This is truly a 4.5-star review, as Cane River is a touching combination of familial research, incomplete records, and the reimagined lives of Lalita Tademy’s ancestors in the eponymous section of Louisiana. Recently, I've been learning about how researching your genealogy is a form of ancestral work, one that is made infinitely harder by the unfeeling historical documents one finds in a county or parish's records. Through a slightly fictionalized account, Tademy colors in what the Census and slave records left out from the story of her great-grandmothers, four of whom were born into and lived out of slavery.
I am in love with the way she intersperses Elisabeth, Suzette, Philomene, and Emily's narratives with family photos, personal letters, historical versions of data I use every day (like the Census), and also "property records" of enslaved people. I was struck by the tonal similarity of the 1850 plantation bill of sale and the 1880 Census--if not for Tademy's work in between the documents, it would be hard to see any different treatment of the subjects captured in each report. I am struggling against this technocratic orientation towards public records in my own professional work, and it was touching to see how Tademy uses her own family's stories to provide a "people-first" context for this data. In one of Emily's sections, she remarks that certain people in the Cane River society “saw him from the outside and offered up one piece of the man at a time, like it was the whole cloth. He was more than that.” With this work, Lalita Tademy helps weave the whole cloth of her family, and I am incredibly grateful for it.

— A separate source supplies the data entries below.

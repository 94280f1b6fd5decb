//! Path generation for Monte Carlo simulation.
//!
//! Geometric Brownian Motion under the risk-neutral measure,
//! `dS = (r - c) S dt + σ S dW`, is advanced with its exact lognormal step:
//!
//! ```text
//! S(t+Δt) = S(t) · exp((r - c - σ²/2)·Δt + σ·√Δt·Z)
//! ```
//!
//! # Memory Layout
//!
//! Paths are stored in row-major order: `paths[path_idx * (n_steps + 1) + step_idx]`
//! where `step_idx = 0` contains the initial spot price.
//!
//! # Determinism
//!
//! For each step the `n_paths` normals are drawn sequentially in path order,
//! then every path is advanced in parallel. The draws never depend on the
//! thread schedule, so results are bit-identical for any rayon pool size.

use pricer_core::types::PricingParameters;
use rayon::prelude::*;

use crate::rng::PricerRng;

/// Per-step GBM coefficients.
#[derive(Clone, Copy, Debug, PartialEq)]
pub struct GbmStep {
    /// Log drift per step, `(r - c - σ²/2)·Δt`.
    pub drift: f64,
    /// Log diffusion per step, `σ·√Δt`.
    pub diffusion: f64,
    /// Step length in years.
    pub dt: f64,
}

impl GbmStep {
    /// Coefficients for `n_steps` equal steps to maturity.
    pub fn new(params: &PricingParameters, n_steps: usize) -> Self {
        let dt = params.maturity() / n_steps as f64;
        let sigma = params.volatility();
        Self {
            drift: (params.rate() - params.dividend_yield() - 0.5 * sigma * sigma) * dt,
            diffusion: sigma * dt.sqrt(),
            dt,
        }
    }

    /// Advances one price by one step with normal draw `z`.
    #[inline]
    pub fn advance(&self, price: f64, z: f64) -> f64 {
        price * (self.drift + self.diffusion * z).exp()
    }
}

/// A block of simulated price paths.
#[derive(Clone, Debug, PartialEq)]
pub struct SimulatedPaths {
    n_paths: usize,
    n_steps: usize,
    dt: f64,
    values: Vec<f64>,
}

impl SimulatedPaths {
    /// Number of paths.
    #[inline]
    pub fn n_paths(&self) -> usize {
        self.n_paths
    }

    /// Number of time steps per path (each path has `n_steps + 1` points).
    #[inline]
    pub fn n_steps(&self) -> usize {
        self.n_steps
    }

    /// Step length in years.
    #[inline]
    pub fn dt(&self) -> f64 {
        self.dt
    }

    /// Prices along path `i`, starting at the spot.
    ///
    /// # Panics
    /// If `i >= n_paths`.
    #[inline]
    pub fn path(&self, i: usize) -> &[f64] {
        let stride = self.n_steps + 1;
        &self.values[i * stride..(i + 1) * stride]
    }

    /// Iterates over all paths in order.
    pub fn iter(&self) -> impl Iterator<Item = &[f64]> {
        self.values.chunks_exact(self.n_steps + 1)
    }

    /// Terminal price of every path.
    pub fn terminal_prices(&self) -> Vec<f64> {
        self.iter().map(|path| path[self.n_steps]).collect()
    }

    /// Observation times `0, Δt, ..., T`.
    pub fn times(&self) -> Vec<f64> {
        (0..=self.n_steps).map(|t| t as f64 * self.dt).collect()
    }

    /// Raw row-major storage.
    #[inline]
    pub fn as_slice(&self) -> &[f64] {
        &self.values
    }
}

/// Generates `n_paths` GBM paths of `n_steps` steps from `rng`.
///
/// Callers validate the counts.
pub fn generate_gbm_paths(
    params: &PricingParameters,
    n_steps: usize,
    n_paths: usize,
    rng: &mut PricerRng,
) -> SimulatedPaths {
    let stride = n_steps + 1;
    let step = GbmStep::new(params, n_steps);
    let spot = params.spot();

    let mut values = vec![0.0; n_paths * stride];
    values
        .par_chunks_mut(stride)
        .for_each(|path| path[0] = spot);

    let mut normals = vec![0.0; n_paths];
    for t in 1..=n_steps {
        rng.fill_normal(&mut normals);
        values
            .par_chunks_mut(stride)
            .zip(normals.par_iter())
            .for_each(|(path, &z)| path[t] = step.advance(path[t - 1], z));
    }

    SimulatedPaths {
        n_paths,
        n_steps,
        dt: step.dt,
        values,
    }
}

In addition to the genealogical work in this novel, Cane River is also an amazingly crafted story: Tademy gracefully takes us from Antebellum to near present day, summarizing trends of the changing Louisiana landscape and expansion of the family tree with a measured cadence that mirrors the passing of time. Each new section begins with a preview of the family tree to come, and asks us to unravel what Elisabeth later calls "a conscious and not-so-conscious bleaching of the line." Each time I saw Eugene Daurant, Narcisse Fredieu, or even Joseph Billes lurking around Cane River, I became both upset and incensed by the sexual manipulation and abuse we know will follow them (Lalita Tademy lays out this crushing cycle all too well.) In the later sections, Tademy explores the growing irony in the Jackson-DeNegre-Daurant-Fredieu-Billes clan's ideological separation from the white people in their parish and their family, even as they try to become closer to whiteness.
On that point: it's interesting to see how various women in this story internalized that colorism over the years, and how it led to lost relationships and love for many offspring. At first I judged the characters, but that probably wasn’t fair to people trying to do the best in the worst of circumstances, and probably doesn’t recognize similar histories in my own family. While I can’t relate to having family who tried to paper bag test any potential romantic partners, I’ve definitely heard stories of how my dad was his grandmother’s favorite at least in part because of his light skin. There is also a class dynamic I recognized, as Suzette and Emily wanted their kids to “strengthen the blood of [their] own children” in order to “give the children a better chance.” In later years, Elisabeth and Philomene recognize that their relations with white men didn’t necessarily guarantee their biracial children better lives than their half-siblings, who were the products of consensual, loving relationships between enslaved people. However, many mothers today are still struggling to learn this lesson—that someone’s skin color or bank account doesn’t determine whether they will be a good parent or partner. Due to the libidinal and capitalist economies we live under, parents' skin and wealth surely provides significant opportunities for their offspring, but this is not the same as security or even contentment.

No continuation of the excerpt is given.